Cureus. 2021 Oct 10;13(10):e18636. doi: 10.7759/cureus.18636. eCollection 2021 Oct.

Abstract

There are several causes of hypokalemia, including transcellular shift, renal loss, gastrointestinal loss, and decreased oral intake. Sometimes it is challenging to know the source of the problem; however, with detailed history, physical examination, and appropriate laboratory investigations, the physician should be able to narrow down the differentials diagnosis to reach the right one. One of the rare causes of hypokalemia is Gitelman syndrome, which is a salt-losing tubulopathy that manifests as renal potassium wasting, metabolic alkalosis, hypokalemia, hypomagnesemia, hypocalciuria, and hyperreninemic hyperaldosteronism. This disorder is inherited in an autosomal recessive pattern with an incidence of 25 instances per million population.
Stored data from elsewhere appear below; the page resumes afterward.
//! Registration and authentication service

use argon2::{
    password_hash::{rand_core::OsRng, PasswordHash, PasswordHasher, PasswordVerifier, SaltString},
    Argon2,
};
use validator::Validate;

use crate::{
    config::AuthConfig,
    error::{AppError, AppResult},
    models::user::{LoginRequest, RegisterUser, User, UserClaims},
    repository::Repository,
};

#[derive(Clone)]
pub struct UsersService {
    repository: Repository,
    config: AuthConfig,
}

impl UsersService {
    pub fn new(repository: Repository, config: AuthConfig) -> Self {
        Self { repository, config }
    }

    /// Register a new account
    pub async fn register(&self, data: RegisterUser) -> AppResult<User> {
        let data = RegisterUser {
            username: data.username.trim().to_string(),
            email: data
                .email
                .map(|e| e.trim().to_string())
                .filter(|e| !e.is_empty()),
            password: data.password,
        };
        data.validate()?;

        if self.repository.users_username_exists(&data.username).await? {
            return Err(AppError::Conflict("Username already taken".to_string()));
        }

        let hash = hash_password(&data.password)?;
        let user = self
            .repository
            .users_create(&data.username, data.email.as_deref(), &hash)
            .await?;
        tracing::info!("Registered user {} ({})", user.id, user.username);
        Ok(user)
    }

    /// Check credentials and issue a JWT
    pub async fn authenticate(&self, data: &LoginRequest) -> AppResult<(String, User)> {
        data.validate()?;

        let user = self
            .repository
            .users_get_by_username(&data.username)
            .await?
            .ok_or_else(|| AppError::Authentication("Invalid username or password".to_string()))?;

        if !verify_password(&user.password, &data.password)? {
            return Err(AppError::Authentication("Invalid username or password".to_string()));
        }

        let token = self.create_token_for_user(&user)?;
        tracing::info!("User {} logged in", user.id);
        Ok((token, user))
    }

    pub async fn get_by_id(&self, id: i32) -> AppResult<User> {
        self.repository.users_get_by_id(id).await
    }

    /// Issue a new token for the identity in still-valid `claims`
    pub fn refresh_token(&self, claims: &UserClaims) -> AppResult<String> {
        claims
            .renewed(self.config.jwt_expiration_hours)
            .create_token(&self.config.jwt_secret)
            .map_err(|e| AppError::Internal(format!("Failed to create token: {}", e)))
    }

    fn create_token_for_user(&self, user: &User) -> AppResult<String> {
        UserClaims::for_user(user, self.config.jwt_expiration_hours)
            .create_token(&self.config.jwt_secret)
            .map_err(|e| AppError::Internal(format!("Failed to create token: {}", e)))
    }
}

/// Hash a password using Argon2
pub fn hash_password(password: &str) -> AppResult<String> {
    let salt = SaltString::generate(&mut OsRng);
    let hash = Argon2::default()
        .hash_password(password.as_bytes(), &salt)
        .map_err(|e| AppError::Internal(format!("Failed to hash password: {}", e)))?;
    Ok(hash.to_string())
}

fn verify_password(hash: &str, password: &str) -> AppResult<bool> {
    let parsed_hash =
        PasswordHash::new(hash).map_err(|_| AppError::Internal("Invalid password hash".to_string()))?;
    Ok(Argon2::default()
        .verify_password(password.as_bytes(), &parsed_hash)
        .is_ok())
}
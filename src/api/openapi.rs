//! OpenAPI documentation

use axum::Router;
use utoipa::{
    openapi::security::{HttpAuthScheme, HttpBuilder, SecurityScheme},
    Modify, OpenApi,
};
use utoipa_swagger_ui::SwaggerUi;

use crate::api::{auth, books, bookshelves, categories, health, series};

/// Registers the JWT bearer scheme referenced by protected endpoints
struct BearerAuth;

impl Modify for BearerAuth {
    fn modify(&self, openapi: &mut utoipa::openapi::OpenApi) {
        if let Some(components) = openapi.components.as_mut() {
            components.add_security_scheme(
                "bearer_auth",
                SecurityScheme::Http(
                    HttpBuilder::new()
                        .scheme(HttpAuthScheme::Bearer)
                        .bearer_format("JWT")
                        .build(),
                ),
            );
        }
    }
}

#[derive(OpenApi)]
#[openapi(
    info(
        title = "Shelfkeeper API",
        version = "0.3.0",
        description = "Personal library cataloging REST API"
    ),
    servers(
        (url = "/api/v1", description = "API v1")
    ),
    paths(
        // Health
        health::health_check,
        health::readiness_check,
        // Auth
        auth::register,
        auth::login,
        auth::logout,
        auth::refresh,
        auth::verify,
        auth::me,
        // Categories
        categories::list_categories,
        categories::get_category,
        categories::create_category,
        categories::update_category,
        categories::delete_category,
        // Series
        series::list_series,
        series::get_series,
        series::create_series,
        series::update_series,
        series::delete_series,
        // Bookshelves
        bookshelves::list_bookshelves,
        bookshelves::get_bookshelf,
        bookshelves::create_bookshelf,
        bookshelves::update_bookshelf,
        bookshelves::delete_bookshelf,
        // Books
        books::list_books,
        books::get_book,
        books::create_book,
        books::update_book,
        books::delete_book,
        books::search_by_isbn,
    ),
    components(
        schemas(
            // Auth
            auth::LogoutResponse,
            crate::models::user::RegisterUser,
            crate::models::user::LoginRequest,
            crate::models::user::LoginResponse,
            crate::models::user::UserInfo,
            crate::models::user::TokenResponse,
            crate::models::user::TokenStatus,
            // Organization
            crate::models::category::Category,
            crate::models::category::CategoryPayload,
            crate::models::series::Series,
            crate::models::series::SeriesPayload,
            crate::models::bookshelf::Bookshelf,
            crate::models::bookshelf::BookshelfPayload,
            // Books
            crate::models::book::BookResponse,
            crate::models::book::BookDetailResponse,
            crate::models::book::CreateBook,
            crate::models::book::UpdateBook,
            // Health
            health::HealthResponse,
            // Errors
            crate::error::ErrorResponse,
        )
    ),
    modifiers(&BearerAuth),
    tags(
        (name = "health", description = "Health check endpoints"),
        (name = "auth", description = "Registration and authentication"),
        (name = "categories", description = "Book categories"),
        (name = "series", description = "Book series"),
        (name = "bookshelves", description = "Bookshelves"),
        (name = "books", description = "Books and ISBN lookup")
    )
)]
pub struct ApiDoc;

/// Create the OpenAPI documentation router
pub fn create_openapi_router() -> Router {
    Router::new()
        .merge(SwaggerUi::new("/swagger-ui").url("/api-docs/openapi.json", ApiDoc::openapi()))
}
//! Business logic services

pub mod books;
pub mod bookshelves;
pub mod categories;
pub mod google_books;
pub mod series;
pub mod users;

use std::sync::Arc;

use crate::{
    config::{AuthConfig, BooksApiConfig},
    error::AppResult,
    repository::Repository,
};

use google_books::{BookLookup, GoogleBooksClient, NoopLookup};

/// Container for all services
#[derive(Clone)]
pub struct Services {
    pub users: users::UsersService,
    pub categories: categories::CategoriesService,
    pub series: series::SeriesService,
    pub bookshelves: bookshelves::BookshelvesService,
    pub books: books::BooksService,
    repository: Repository,
}

impl Services {
    /// Create all services with the given repository and lookup backend
    pub fn new(repository: Repository, auth_config: AuthConfig, lookup: Arc<dyn BookLookup>) -> Self {
        Self {
            users: users::UsersService::new(repository.clone(), auth_config),
            categories: categories::CategoriesService::new(repository.clone()),
            series: series::SeriesService::new(repository.clone()),
            bookshelves: bookshelves::BookshelvesService::new(repository.clone()),
            books: books::BooksService::new(repository.clone(), lookup),
            repository,
        }
    }

    /// Whether the database answers queries
    pub async fn database_ready(&self) -> bool {
        match self.repository.ping().await {
            Ok(()) => true,
            Err(e) => {
                tracing::warn!("Database readiness check failed: {}", e);
                false
            }
        }
    }

    /// Lookup backend selected by configuration
    pub fn lookup_from_config(config: &BooksApiConfig) -> AppResult<Arc<dyn BookLookup>> {
        if config.enabled {
            Ok(Arc::new(GoogleBooksClient::new(config)?))
        } else {
            tracing::warn!("Bibliographic enrichment disabled; books will keep placeholder metadata");
            Ok(Arc::new(NoopLookup))
        }
    }
}
//! Authentication endpoints

use axum::{extract::State, http::StatusCode, Json};
use axum_extra::extract::cookie::{Cookie, CookieJar, SameSite};
use serde::Serialize;
use utoipa::ToSchema;

use crate::{
    config::AuthConfig,
    error::{AppError, AppResult},
    models::user::{LoginRequest, LoginResponse, RegisterUser, TokenResponse, TokenStatus, UserInfo},
};

use super::{AppJson, AuthenticatedUser};

#[derive(Serialize, ToSchema)]
pub struct LogoutResponse {
    pub detail: String,
}

fn auth_cookie(config: &AuthConfig, token: String) -> Cookie<'static> {
    Cookie::build((config.cookie_name.clone(), token))
        .path("/")
        .http_only(true)
        .secure(config.cookie_secure)
        .same_site(SameSite::Lax)
        .build()
}

/// Register a new account
#[utoipa::path(
    post,
    path = "/auth/register",
    tag = "auth",
    request_body = RegisterUser,
    responses(
        (status = 201, description = "Account created", body = UserInfo),
        (status = 400, description = "Invalid input", body = crate::error::ErrorResponse),
        (status = 409, description = "Username already taken", body = crate::error::ErrorResponse)
    )
)]
pub async fn register(
    State(state): State<crate::AppState>,
    AppJson(data): AppJson<RegisterUser>,
) -> AppResult<(StatusCode, Json<UserInfo>)> {
    let user = state.services.users.register(data).await?;
    Ok((StatusCode::CREATED, Json(UserInfo::from(user))))
}

/// Log in and obtain an access token (also set as an HTTP-only cookie)
#[utoipa::path(
    post,
    path = "/auth/login",
    tag = "auth",
    request_body = LoginRequest,
    responses(
        (status = 200, description = "Logged in", body = LoginResponse),
        (status = 401, description = "Invalid credentials", body = crate::error::ErrorResponse)
    )
)]
pub async fn login(
    State(state): State<crate::AppState>,
    jar: CookieJar,
    AppJson(data): AppJson<LoginRequest>,
) -> AppResult<(CookieJar, Json<LoginResponse>)> {
    let (token, user) = state.services.users.authenticate(&data).await?;
    let jar = jar.add(auth_cookie(&state.config.auth, token.clone()));

    Ok((
        jar,
        Json(LoginResponse {
            token,
            token_type: "Bearer".to_string(),
            user: UserInfo::from(user),
        }),
    ))
}

/// Log out by clearing the auth cookie
#[utoipa::path(
    post,
    path = "/auth/logout",
    tag = "auth",
    responses(
        (status = 200, description = "Logged out", body = LogoutResponse)
    )
)]
pub async fn logout(
    State(state): State<crate::AppState>,
    jar: CookieJar,
) -> (CookieJar, Json<LogoutResponse>) {
    let name = state.config.auth.cookie_name.clone();
    let jar = jar.remove(Cookie::build((name, "")).path("/"));
    (
        jar,
        Json(LogoutResponse {
            detail: "Successfully logged out.".to_string(),
        }),
    )
}

/// Re-issue the access token (and cookie) from a still-valid one
#[utoipa::path(
    post,
    path = "/auth/refresh",
    tag = "auth",
    security(("bearer_auth" = [])),
    responses(
        (status = 200, description = "New token issued", body = TokenResponse),
        (status = 401, description = "Token missing, invalid or expired", body = crate::error::ErrorResponse)
    )
)]
pub async fn refresh(
    State(state): State<crate::AppState>,
    jar: CookieJar,
    user: AuthenticatedUser,
) -> AppResult<(CookieJar, Json<TokenResponse>)> {
    let token = state.services.users.refresh_token(&user.0)?;
    let jar = jar.add(auth_cookie(&state.config.auth, token.clone()));
    tracing::debug!("Refreshed token for user {}", user.user_id());

    Ok((
        jar,
        Json(TokenResponse {
            token,
            token_type: "Bearer".to_string(),
        }),
    ))
}

/// Check the caller's access token without touching any resource
#[utoipa::path(
    post,
    path = "/auth/verify",
    tag = "auth",
    security(("bearer_auth" = [])),
    responses(
        (status = 200, description = "Token is valid", body = TokenStatus),
        (status = 401, description = "Token missing, invalid or expired", body = crate::error::ErrorResponse)
    )
)]
pub async fn verify(user: AuthenticatedUser) -> Json<TokenStatus> {
    let claims = user.0;
    Json(TokenStatus {
        valid: true,
        user_id: claims.user_id,
        username: claims.sub,
        expires_at: claims.exp,
    })
}

/// Current user
#[utoipa::path(
    get,
    path = "/users/me",
    tag = "auth",
    security(("bearer_auth" = [])),
    responses(
        (status = 200, description = "Current user", body = UserInfo),
        (status = 401, description = "Not authenticated", body = crate::error::ErrorResponse)
    )
)]
pub async fn me(
    State(state): State<crate::AppState>,
    user: AuthenticatedUser,
) -> AppResult<Json<UserInfo>> {
    let user = match state.services.users.get_by_id(user.user_id()).await {
        Err(AppError::NotFound(_)) => {
            return Err(AppError::Authentication("Token refers to an unknown user".to_string()))
        }
        other => other?,
    };
    Ok(Json(UserInfo::from(user)))
}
We report a challenging case of persistent hypokalemia in a 30-year-old woman who presented with a history of palpitation, bilateral upper and lower limbs numbness, nausea, diarrhea, and generalized fatigue for three days. After history and physical examination, the patient was diagnosed with an episode of enteritis, and laboratory workups revealed low potassium and magnesium levels, and it was thought that these electrolyte abnormalities were secondary to gastrointestinal loss. Therefore, the patient was mainly treated supportively along with potassium and magnesium replacement. However, after one week of replacement, the patient still had low potassium and magnesium levels in spite of being diarrhea-free, so renal loss was suspected. Urine electrolytes revealed high renal potassium loss with low-normal blood pressure, arterial blood gases revealed metabolic alkalosis with a pH of 7.49 and bicarbonate level of 29 mEq/L. Repeated urine chemistry was done to check for chloride level and turned out to be high, and 24-hour urinary excretion of calcium was very low. Therefore, the patient was diagnosed with Gitelman syndrome and was managed with potassium and magnesium replacements intravenously, and was encouraged to consume a diet rich in these electrolytes. After complete resolutions of the symptoms and correction of potassium and magnesium levels, the patient was discharged home in stable condition.

Keywords: case report; familial hypokalemia-hypomagnesemia; gitelman syndrome; hypokalemia; hypomagnesemia; metabolic alkalosis; renal salt wasting.